### [Data shown]

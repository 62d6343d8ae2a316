#![deny(
    unsafe_code,
    missing_docs,
    dead_code,
    unused_results,
    non_snake_case,
    unreachable_pub
)]

//! Breadth-first reachability queries over the belief map.
//!
//! Only a yes/no answer is produced, which is cheaper than building and
//! discarding a full path. The answer always agrees with the pathfinding
//! system for identical inputs because both consult
//! [`TileMapView::is_passable`] and require the start and goal cells to be
//! passable.

use std::collections::VecDeque;

use isle_agent_core::{Capabilities, Coordinate, TileMapView};

/// Set of cells connected to a start cell through passable terrain.
#[derive(Clone, Debug)]
pub struct ReachableRegion {
    radius: i32,
    visited: Vec<bool>,
    len: usize,
}

impl ReachableRegion {
    /// Reports whether the cell belongs to the region.
    #[must_use]
    pub fn contains(&self, cell: Coordinate) -> bool {
        isle_agent_core::window_index(self.radius, cell)
            .and_then(|index| self.visited.get(index).copied())
            .unwrap_or(false)
    }

    /// Number of cells in the region.
    #[must_use]
    pub fn len(&self) -> usize {
        self.len
    }

    /// Reports whether nothing is reachable, which happens when the start
    /// cell itself is impassable.
    #[must_use]
    pub fn is_empty(&self) -> bool {
        self.len == 0
    }
}

/// Reports whether `goal` can be reached from `start` through passable cells.
#[must_use]
pub fn can_reach(
    view: &TileMapView<'_>,
    start: Coordinate,
    goal: Coordinate,
    capabilities: Capabilities,
) -> bool {
    if !view.is_passable(goal, capabilities) {
        return false;
    }

    flood(view, start, capabilities, Some(goal)).contains(goal)
}

/// Floods outward from `start` and returns every reachable cell.
#[must_use]
pub fn reachable_region(
    view: &TileMapView<'_>,
    start: Coordinate,
    capabilities: Capabilities,
) -> ReachableRegion {
    flood(view, start, capabilities, None)
}

fn flood(
    view: &TileMapView<'_>,
    start: Coordinate,
    capabilities: Capabilities,
    stop_at: Option<Coordinate>,
) -> ReachableRegion {
    let mut region = ReachableRegion {
        radius: view.radius(),
        visited: vec![false; view.len()],
        len: 0,
    };

    let Some(start_index) = view.index(start) else {
        return region;
    };
    if !view.is_passable(start, capabilities) {
        return region;
    }

    region.visited[start_index] = true;
    region.len = 1;
    let mut queue = VecDeque::new();
    queue.push_back(start);

    while let Some(cell) = queue.pop_front() {
        if Some(cell) == stop_at {
            break;
        }

        for neighbor in cell.neighbors() {
            let Some(index) = view.index(neighbor) else {
                continue;
            };
            if region.visited[index] || !view.is_passable(neighbor, capabilities) {
                continue;
            }

            region.visited[index] = true;
            region.len += 1;
            queue.push_back(neighbor);
        }
    }

    region
}

#[cfg(test)]
mod tests {
    use super::*;

    fn view(rows: &[&str]) -> TileMapView<'static> {
        TileMapView::from_ascii(4, Coordinate::new(-2, 2), rows).expect("valid rows")
    }

    #[test]
    fn open_ground_is_reachable() {
        let view = view(&["     ", "     ", "     "]);
        assert!(can_reach(
            &view,
            Coordinate::new(-2, 2),
            Coordinate::new(2, 0),
            Capabilities::NONE
        ));
    }

    #[test]
    fn walls_split_regions() {
        let view = view(&["  *  ", "  *  ", "  *  "]);
        let region = reachable_region(&view, Coordinate::new(-2, 1), Capabilities::NONE);

        assert_eq!(region.len(), 6);
        assert!(region.contains(Coordinate::new(-1, 0)));
        assert!(!region.contains(Coordinate::new(1, 0)));
    }

    #[test]
    fn doors_open_only_with_key() {
        let view = view(&["  -  "]);
        let start = Coordinate::new(-2, 2);
        let goal = Coordinate::new(2, 2);

        assert!(!can_reach(&view, start, goal, Capabilities::NONE));
        assert!(can_reach(&view, start, goal, Capabilities::NONE.with_key()));
    }

    #[test]
    fn impassable_start_reaches_nothing() {
        let view = view(&["~    "]);
        let region = reachable_region(&view, Coordinate::new(-2, 2), Capabilities::ALL);
        assert!(region.is_empty());
        assert!(!can_reach(
            &view,
            Coordinate::new(-2, 2),
            Coordinate::new(-1, 2),
            Capabilities::ALL
        ));
    }

    #[test]
    fn impassable_goal_is_never_reached() {
        let view = view(&["  T  "]);
        assert!(!can_reach(
            &view,
            Coordinate::new(-2, 2),
            Coordinate::new(0, 2),
            Capabilities::NONE
        ));
        assert!(can_reach(
            &view,
            Coordinate::new(-2, 2),
            Coordinate::new(0, 2),
            Capabilities::NONE.with_axe()
        ));
    }
}
#![deny(
    unsafe_code,
    missing_docs,
    dead_code,
    unused_results,
    non_snake_case,
    unreachable_pub
)]

//! Capability-gated shortest-path search over the belief map.
//!
//! [`search`] runs A* on the 4-connected grid with a Manhattan heuristic,
//! which is admissible and consistent for unit-cost moves, so returned paths
//! are shortest. Open-set ties are broken by insertion order, keeping results
//! reproducible across runs.

use std::{cmp::Ordering, collections::BinaryHeap};

use isle_agent_core::{Capabilities, Coordinate, TileMapView};

#[derive(Debug)]
struct OpenNode {
    f: u32,
    g: u32,
    cell: Coordinate,
    tie: u64,
}

impl OpenNode {
    fn key(&self) -> (u32, u64) {
        (self.f, self.tie)
    }
}

impl PartialEq for OpenNode {
    fn eq(&self, other: &Self) -> bool {
        self.key() == other.key()
    }
}

impl Eq for OpenNode {}

impl PartialOrd for OpenNode {
    fn partial_cmp(&self, other: &Self) -> Option<Ordering> {
        Some(self.cmp(other))
    }
}

impl Ord for OpenNode {
    fn cmp(&self, other: &Self) -> Ordering {
        // Reversed so the max-heap pops the smallest key first.
        other.key().cmp(&self.key())
    }
}

/// Finds a shortest path from `start` to `goal`, both inclusive.
///
/// Returns `None` when no route exists with the given capabilities, including
/// when either endpoint is impassable or outside the working window. That is
/// an ordinary outcome for callers, not an error.
#[must_use]
pub fn search(
    view: &TileMapView<'_>,
    start: Coordinate,
    goal: Coordinate,
    capabilities: Capabilities,
) -> Option<Vec<Coordinate>> {
    let start_index = view.index(start)?;
    let goal_index = view.index(goal)?;
    if !view.is_passable(start, capabilities) || !view.is_passable(goal, capabilities) {
        return None;
    }

    let mut g_score = vec![u32::MAX; view.len()];
    let mut came_from: Vec<Option<usize>> = vec![None; view.len()];
    let mut open = BinaryHeap::new();
    let mut tie: u64 = 0;

    g_score[start_index] = 0;
    open.push(OpenNode {
        f: start.manhattan_distance(goal),
        g: 0,
        cell: start,
        tie,
    });
    tie += 1;

    while let Some(node) = open.pop() {
        if node.cell == goal {
            return Some(reconstruct_path(view, &came_from, goal_index));
        }

        let Some(node_index) = view.index(node.cell) else {
            continue;
        };
        if node.g != g_score[node_index] {
            // Stale heap entry.
            continue;
        }

        for neighbor in node.cell.neighbors() {
            let Some(neighbor_index) = view.index(neighbor) else {
                continue;
            };
            if !view.is_passable(neighbor, capabilities) {
                continue;
            }

            let tentative = node.g.saturating_add(1);
            if tentative >= g_score[neighbor_index] {
                continue;
            }

            came_from[neighbor_index] = Some(node_index);
            g_score[neighbor_index] = tentative;
            open.push(OpenNode {
                f: tentative.saturating_add(neighbor.manhattan_distance(goal)),
                g: tentative,
                cell: neighbor,
                tie,
            });
            tie += 1;
        }
    }

    None
}

fn reconstruct_path(
    view: &TileMapView<'_>,
    came_from: &[Option<usize>],
    mut current: usize,
) -> Vec<Coordinate> {
    let mut indices = vec![current];
    while let Some(previous) = came_from[current] {
        current = previous;
        indices.push(current);
    }
    indices.reverse();
    indices
        .into_iter()
        .filter_map(|index| view.coordinate(index))
        .collect()
}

### [Task goal]
Each line with "usize" in it must be identified and copied from the material.

### [Solved problem]
    len: usize,
    pub fn len(&self) -> usize {
    let mut came_from: Vec<Option<usize>> = vec![None; view.len()];
    came_from: &[Option<usize>],
    mut current: usize,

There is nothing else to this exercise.